Data under study START

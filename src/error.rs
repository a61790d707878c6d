//! Error types for LedgerKV
//!
//! Provides a unified error type for all operations.

use thiserror::Error;

/// Result type alias using LedgerError
pub type Result<T> = std::result::Result<T, LedgerError>;

/// Unified error type for LedgerKV operations
#[derive(Debug, Error)]
pub enum LedgerError {
    // -------------------------------------------------------------------------
    // I/O Errors
    // -------------------------------------------------------------------------
    #[error("IO error: {0}")]
    Io(#[from] std::io::Error),

    // -------------------------------------------------------------------------
    // Store Errors
    // -------------------------------------------------------------------------
    #[error("Key not found: {0}")]
    KeyNotFound(String),

    // -------------------------------------------------------------------------
    // Transaction Log Errors
    // -------------------------------------------------------------------------
    /// Write or flush to the log medium failed. Terminal for the logger.
    #[error("Durability failure: {0}")]
    Durability(String),

    #[error("Log corruption detected: {0}")]
    Corruption(String),

    #[error("Invalid sequence number: {found} after {previous}")]
    SequenceViolation { previous: u64, found: u64 },

    #[error("Frame too large: {len} bytes (max {max})")]
    FrameTooLarge { len: usize, max: usize },

    // -------------------------------------------------------------------------
    // Logger Lifecycle Errors
    // -------------------------------------------------------------------------
    #[error("Logger is not running")]
    NotRunning,

    #[error("Logger has already been started")]
    AlreadyStarted,

    #[error("Append worker has stopped")]
    WriterStopped,

    // -------------------------------------------------------------------------
    // Relational Backend Errors
    // -------------------------------------------------------------------------
    #[error("Schema setup failed: {0}")]
    SchemaSetup(String),

    #[error("Database error: {0}")]
    Database(#[from] rusqlite::Error),

    // -------------------------------------------------------------------------
    // Serialization Errors
    // -------------------------------------------------------------------------
    #[error("Serialization error: {0}")]
    Serialization(String),

    // -------------------------------------------------------------------------
    // Configuration Errors
    // -------------------------------------------------------------------------
    #[error("Configuration error: {0}")]
    Config(String),
}

impl LedgerError {
    /// True for errors raised while reading a log back (bad framing, bad
    /// fields, non-monotonic ids, oversized frames)
    pub fn is_corruption(&self) -> bool {
        matches!(
            self,
            LedgerError::Corruption(_)
                | LedgerError::SequenceViolation { .. }
                | LedgerError::FrameTooLarge { .. }
        )
    }
}
//! Tests for Engine
//!
//! These tests verify:
//! - Basic get/put/delete through the request layer
//! - State survives close and reopen for every backend
//! - Not-found deletes are not logged
//! - Shared access from many threads
//! - Config validation and backend selection

use std::path::Path;
use std::sync::Arc;
use std::thread;

use ledgerkv::{open_logger, Backend, Config, Engine, LedgerError, WalSyncStrategy};
use tempfile::TempDir;

// =============================================================================
// Helper Functions
// =============================================================================

fn backends(dir: &Path) -> Vec<Backend> {
    vec![
        Backend::TextFile(dir.join("log.txt")),
        Backend::BinaryFile(dir.join("log.bin")),
        Backend::Sqlite(dir.join("log.db")),
    ]
}

fn config(backend: Backend) -> Config {
    Config::builder().backend(backend).build()
}

// =============================================================================
// Basic Operations
// =============================================================================

#[test]
fn test_engine_basic_operations() {
    let engine = Engine::open(config(Backend::SqliteInMemory)).unwrap();

    engine.put("hello", "world").unwrap();
    assert_eq!(engine.get("hello").unwrap(), "world");

    assert_eq!(engine.delete("hello").unwrap(), "world");
    assert!(matches!(engine.get("hello"), Err(LedgerError::KeyNotFound(_))));

    engine.close().unwrap();
}

#[test]
fn test_delete_missing_key_is_not_logged() {
    let temp = TempDir::new().unwrap();
    let backend = Backend::TextFile(temp.path().join("log.txt"));

    let engine = Engine::open(config(backend.clone())).unwrap();
    engine.put("a", "1").unwrap();
    assert!(matches!(engine.delete("missing"), Err(LedgerError::KeyNotFound(_))));
    engine.close().unwrap();

    let reopened = Engine::open(config(backend)).unwrap();
    assert_eq!(reopened.replay_stats().events_applied, 1);
    assert_eq!(reopened.last_id(), 1);
    reopened.close().unwrap();
}

// =============================================================================
// Recovery Tests
// =============================================================================

#[test]
fn test_engine_recovers_state() {
    let temp = TempDir::new().unwrap();

    for backend in backends(temp.path()) {
        {
            let engine = Engine::open(config(backend.clone())).unwrap();
            engine.put("a", "1").unwrap();
            engine.put("b", "2").unwrap();
            engine.put("a", "3").unwrap();
            engine.delete("b").unwrap();
            engine.close().unwrap();
        }

        let engine = Engine::open(config(backend.clone())).unwrap();
        assert_eq!(engine.get("a").unwrap(), "3", "{:?}", backend);
        assert!(matches!(engine.get("b"), Err(LedgerError::KeyNotFound(_))));
        assert_eq!(engine.store().len(), 1);
        assert_eq!(engine.last_id(), 4);

        engine.put("c", "4").unwrap();
        engine.close().unwrap();

        let engine = Engine::open(config(backend.clone())).unwrap();
        assert_eq!(engine.get("c").unwrap(), "4");
        assert_eq!(engine.replay_stats().last_id, 5);
        engine.close().unwrap();
    }
}

#[test]
fn test_corrupt_log_fails_open() {
    let temp = TempDir::new().unwrap();
    let path = temp.path().join("log.txt");
    std::fs::write(&path, "1\t0\ta\t1\n1\t0\tb\t2\n").unwrap();

    let result = Engine::open(config(Backend::TextFile(path)));

    assert!(matches!(result, Err(LedgerError::SequenceViolation { .. })));
}

// =============================================================================
// Concurrency Tests
// =============================================================================

#[test]
fn test_shared_engine_across_threads() {
    let temp = TempDir::new().unwrap();
    let backend = Backend::BinaryFile(temp.path().join("log.bin"));
    let engine = Arc::new(Engine::open(config(backend.clone())).unwrap());

    let mut handles = vec![];
    for t in 0..8 {
        let engine = Arc::clone(&engine);
        handles.push(thread::spawn(move || {
            for j in 0..50 {
                let key = format!("k{}_{}", t, j);
                engine.put(&key, "v").unwrap();
                assert_eq!(engine.get(&key).unwrap(), "v");
                if j % 5 == 0 {
                    engine.delete(&key).unwrap();
                }
            }
        }));
    }
    for handle in handles {
        handle.join().unwrap();
    }

    let expected = engine.store().snapshot();
    let engine = match Arc::try_unwrap(engine) {
        Ok(engine) => engine,
        Err(_) => panic!("engine still shared"),
    };
    engine.close().unwrap();

    let reopened = Engine::open(config(backend)).unwrap();
    assert_eq!(reopened.store().snapshot(), expected);
    assert_eq!(reopened.store().len(), 8 * 40);
    assert_eq!(reopened.last_id(), 8 * 60);
    reopened.close().unwrap();
}

// =============================================================================
// Config Tests
// =============================================================================

#[test]
fn test_config_defaults() {
    let config = Config::default();

    assert_eq!(config.queue_capacity, 16);
    assert_eq!(config.sync_strategy, WalSyncStrategy::FlushOnly);
    assert!(matches!(config.backend, Backend::BinaryFile(_)));
    assert!(config.validate().is_ok());
}

#[test]
fn test_invalid_config_rejected() {
    let zero_queue = Config::builder()
        .backend(Backend::SqliteInMemory)
        .queue_capacity(0)
        .build();
    assert!(matches!(open_logger(&zero_queue), Err(LedgerError::Config(_))));

    let zero_frame = Config::builder().max_frame_size(0).build();
    assert!(matches!(zero_frame.validate(), Err(LedgerError::Config(_))));

    let zero_sync = Config::builder()
        .sync_strategy(WalSyncStrategy::EveryNEntries { count: 0 })
        .build();
    assert!(matches!(zero_sync.validate(), Err(LedgerError::Config(_))));
}

#[test]
fn test_open_logger_selects_backend() {
    let temp = TempDir::new().unwrap();

    for backend in backends(temp.path()) {
        let mut logger = open_logger(&config(backend.clone())).unwrap();
        logger.run().unwrap();
        logger.write_put("k", "v").unwrap();
        logger.close().unwrap();
        assert_eq!(logger.last_id(), 1, "{:?}", backend);
    }

    assert!(temp.path().join("log.txt").exists());
    assert!(temp.path().join("log.bin").exists());
    assert!(temp.path().join("log.db").exists());
}
//! Transaction Log Module
//!
//! Provides durability through append-only logging of store mutations.
//!
//! ## Responsibilities
//! - Queue mutations for a single background writer (bounded, FIFO)
//! - Assign strictly increasing event ids, starting at 1
//! - Stream persisted history back in id order for replay
//! - Surface the first write failure exactly once; the writer never restarts
//!
//! ## Backends
//! ```text
//! ┌──────────────────┬──────────────────────────────────────────┐
//! │ TextFileLogger   │ id \t type \t key \t value \n            │
//! ├──────────────────┼──────────────────────────────────────────┤
//! │ BinaryFileLogger │ Len (4, LE) │ bincode payload            │
//! ├──────────────────┼──────────────────────────────────────────┤
//! │ SqliteLogger     │ transactions(sequence, event_type, ...)  │
//! └──────────────────┴──────────────────────────────────────────┘
//! ```
//!
//! ## Lifecycle
//! construct (medium open) → `read_events` (replay) → `run` → `write_*` ...
//!
//! Reading while the same instance is appending is unsupported: a pass sees
//! whatever prefix of the medium exists when it gets there. It never lowers
//! the last id and never holds a lock the append worker needs.

mod binary;
pub mod frame;
mod reader;
mod sqlite;
pub mod text;
mod writer;

use crossbeam::channel::Receiver;

use crate::config::{Backend, Config};
use crate::error::{LedgerError, Result};

pub use binary::BinaryFileLogger;
pub use reader::EventStream;
pub use sqlite::{ensure_schema, SqliteLogger, TABLE_NAME};
pub use text::TextFileLogger;

/// Common contract of every log backend
pub trait TransactionLogger: Send + Sync {
    /// Queue a put for durable append. Blocks only while the queue is full.
    ///
    /// Fails with `NotRunning` before [`run`](Self::run) and with
    /// `WriterStopped` once the worker has died.
    fn write_put(&self, key: &str, value: &str) -> Result<()>;

    /// Queue a delete for durable append
    fn write_delete(&self, key: &str) -> Result<()>;

    /// Start the append worker. A second call fails with `AlreadyStarted`.
    fn run(&mut self) -> Result<()>;

    /// Stream every persisted event from the beginning of the medium.
    ///
    /// Raises [`last_id`](Self::last_id) to the highest id read, never
    /// lowers it, so a later `run` continues the numbering. Dropping the
    /// stream early still finishes the scan.
    fn read_events(&self) -> Result<EventStream>;

    /// Last id assigned so far (0 if none)
    fn last_id(&self) -> u64;

    /// Terminal error signal. At most one error is ever delivered.
    fn errors(&self) -> Receiver<LedgerError>;

    fn is_running(&self) -> bool;

    /// Drain the queue, stop the worker and report its terminal error if it
    /// was not already taken from [`errors`](Self::errors)
    fn close(&mut self) -> Result<()>;
}

/// Construct the backend selected by the config
pub fn open_logger(config: &Config) -> Result<Box<dyn TransactionLogger>> {
    config.validate()?;

    let logger: Box<dyn TransactionLogger> = match &config.backend {
        Backend::TextFile(path) => Box::new(TextFileLogger::with_options(
            path,
            config.queue_capacity,
            config.sync_strategy,
        )?),
        Backend::BinaryFile(path) => Box::new(BinaryFileLogger::with_options(
            path,
            config.queue_capacity,
            config.max_frame_size,
            config.sync_strategy,
        )?),
        Backend::Sqlite(path) => {
            let conn = rusqlite::Connection::open(path).map_err(|e| {
                LedgerError::SchemaSetup(format!("error opening {}: {}", path.display(), e))
            })?;
            Box::new(SqliteLogger::from_connection(conn, config.queue_capacity)?)
        }
        Backend::SqliteInMemory => {
            let conn = rusqlite::Connection::open_in_memory().map_err(|e| {
                LedgerError::SchemaSetup(format!("error opening in-memory db: {}", e))
            })?;
            Box::new(SqliteLogger::from_connection(conn, config.queue_capacity)?)
        }
    };

    Ok(logger)
}
//! Relational backend
//!
//! Events live in a SQLite table whose auto-incrementing `sequence` column
//! doubles as the event id:
//!
//! ```sql
//! CREATE TABLE transactions (
//!     sequence   INTEGER PRIMARY KEY AUTOINCREMENT,
//!     event_type INTEGER NOT NULL,
//!     key        TEXT NOT NULL,
//!     value      TEXT
//! );
//! ```

use std::path::Path;
use std::sync::Arc;

use crossbeam::channel::Receiver;
use parking_lot::Mutex;
use rusqlite::{params, Connection};

use crate::config::DEFAULT_QUEUE_CAPACITY;
use crate::error::{LedgerError, Result};
use crate::event::{Event, EventKind};
use super::reader::EventStream;
use super::writer::{Appender, EventSink};
use super::TransactionLogger;

const BACKEND: &str = "sqlite";

/// Name of the event table
pub const TABLE_NAME: &str = "transactions";

const CREATE_TABLE_SQL: &str = "CREATE TABLE transactions (
    sequence   INTEGER PRIMARY KEY AUTOINCREMENT,
    event_type INTEGER NOT NULL,
    key        TEXT NOT NULL,
    value      TEXT
)";

const INSERT_SQL: &str = "INSERT INTO transactions (event_type, key, value) VALUES (?1, ?2, ?3)";

const SELECT_SQL: &str =
    "SELECT sequence, event_type, key, value FROM transactions ORDER BY sequence";

/// Transaction logger backed by a SQLite table
pub struct SqliteLogger {
    conn: Arc<Mutex<Connection>>,
    appender: Appender<SqliteSink>,
}

struct SqliteSink {
    conn: Arc<Mutex<Connection>>,
}

impl EventSink for SqliteSink {
    /// The database assigns the id; the worker's proposal is ignored
    fn append(&mut self, event: &Event) -> Result<u64> {
        let conn = self.conn.lock();
        conn.execute(INSERT_SQL, params![event.kind.code(), event.key, event.value])
            .map_err(|e| LedgerError::Durability(format!("error inserting event: {}", e)))?;

        let rowid = conn.last_insert_rowid();
        u64::try_from(rowid)
            .map_err(|_| LedgerError::Durability(format!("negative sequence assigned: {}", rowid)))
    }
}

impl SqliteLogger {
    /// Open or create a database file
    pub fn open(path: impl AsRef<Path>) -> Result<Self> {
        let path = path.as_ref();
        let conn = Connection::open(path).map_err(|e| {
            LedgerError::SchemaSetup(format!("error opening {}: {}", path.display(), e))
        })?;
        tracing::debug!(path = %path.display(), "opened sqlite transaction log");
        Self::from_connection(conn, DEFAULT_QUEUE_CAPACITY)
    }

    /// Private in-memory database, gone when the logger is dropped
    pub fn open_in_memory() -> Result<Self> {
        let conn = Connection::open_in_memory()
            .map_err(|e| LedgerError::SchemaSetup(format!("error opening in-memory db: {}", e)))?;
        Self::from_connection(conn, DEFAULT_QUEUE_CAPACITY)
    }

    /// Wrap an existing connection, creating the event table if needed
    pub fn from_connection(conn: Connection, queue_capacity: usize) -> Result<Self> {
        ensure_schema(&conn)?;
        let conn = Arc::new(Mutex::new(conn));
        let sink = SqliteSink {
            conn: Arc::clone(&conn),
        };

        Ok(Self {
            conn,
            appender: Appender::new(BACKEND, sink, queue_capacity),
        })
    }

    /// Run a closure against the underlying connection
    pub fn with_connection<T>(&self, f: impl FnOnce(&Connection) -> T) -> T {
        f(&self.conn.lock())
    }
}

fn table_exists(conn: &Connection) -> rusqlite::Result<bool> {
    conn.query_row(
        "SELECT EXISTS(SELECT 1 FROM sqlite_master WHERE type = 'table' AND name = ?1)",
        [TABLE_NAME],
        |row| row.get(0),
    )
}

/// Verify the event table exists and create it when absent
pub fn ensure_schema(conn: &Connection) -> Result<()> {
    let exists = table_exists(conn).map_err(|e| {
        LedgerError::SchemaSetup(format!("error verifying table {}: {}", TABLE_NAME, e))
    })?;

    if !exists {
        conn.execute_batch(CREATE_TABLE_SQL).map_err(|e| {
            LedgerError::SchemaSetup(format!("error creating table {}: {}", TABLE_NAME, e))
        })?;
        tracing::info!(table = TABLE_NAME, "created transaction table");
    }

    Ok(())
}

impl TransactionLogger for SqliteLogger {
    fn write_put(&self, key: &str, value: &str) -> Result<()> {
        self.appender.enqueue(Event::put(key, value))
    }

    fn write_delete(&self, key: &str) -> Result<()> {
        self.appender.enqueue(Event::delete(key))
    }

    fn run(&mut self) -> Result<()> {
        self.appender.run()
    }

    fn read_events(&self) -> Result<EventStream> {
        let conn = Arc::clone(&self.conn);

        EventStream::spawn(BACKEND, self.appender.last_id_handle(), move |guard| {
            // Copy the rows out; the lock is never held across a handover.
            let rows = {
                let conn = conn.lock();
                let mut stmt = conn.prepare(SELECT_SQL)?;
                let rows = stmt
                    .query_map([], |row| {
                        Ok((
                            row.get::<_, i64>(0)?,
                            row.get::<_, u32>(1)?,
                            row.get::<_, String>(2)?,
                            row.get::<_, Option<String>>(3)?,
                        ))
                    })?
                    .collect::<rusqlite::Result<Vec<_>>>()?;
                rows
            };

            for (sequence, code, key, value) in rows {
                let id = u64::try_from(sequence).map_err(|_| {
                    LedgerError::Corruption(format!("negative sequence: {}", sequence))
                })?;

                guard.emit(Event {
                    id,
                    kind: EventKind::from_code(code)?,
                    key,
                    value: value.unwrap_or_default(),
                })?;
            }
            Ok(())
        })
    }

    fn last_id(&self) -> u64 {
        self.appender.last_id()
    }

    fn errors(&self) -> Receiver<LedgerError> {
        self.appender.errors()
    }

    fn is_running(&self) -> bool {
        self.appender.is_running()
    }

    fn close(&mut self) -> Result<()> {
        self.appender.close()
    }
}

Data under study END

Look over the records. Copy the lines that include the word "stmt".

                let mut stmt = conn.prepare(SELECT_SQL)?;
                let rows = stmt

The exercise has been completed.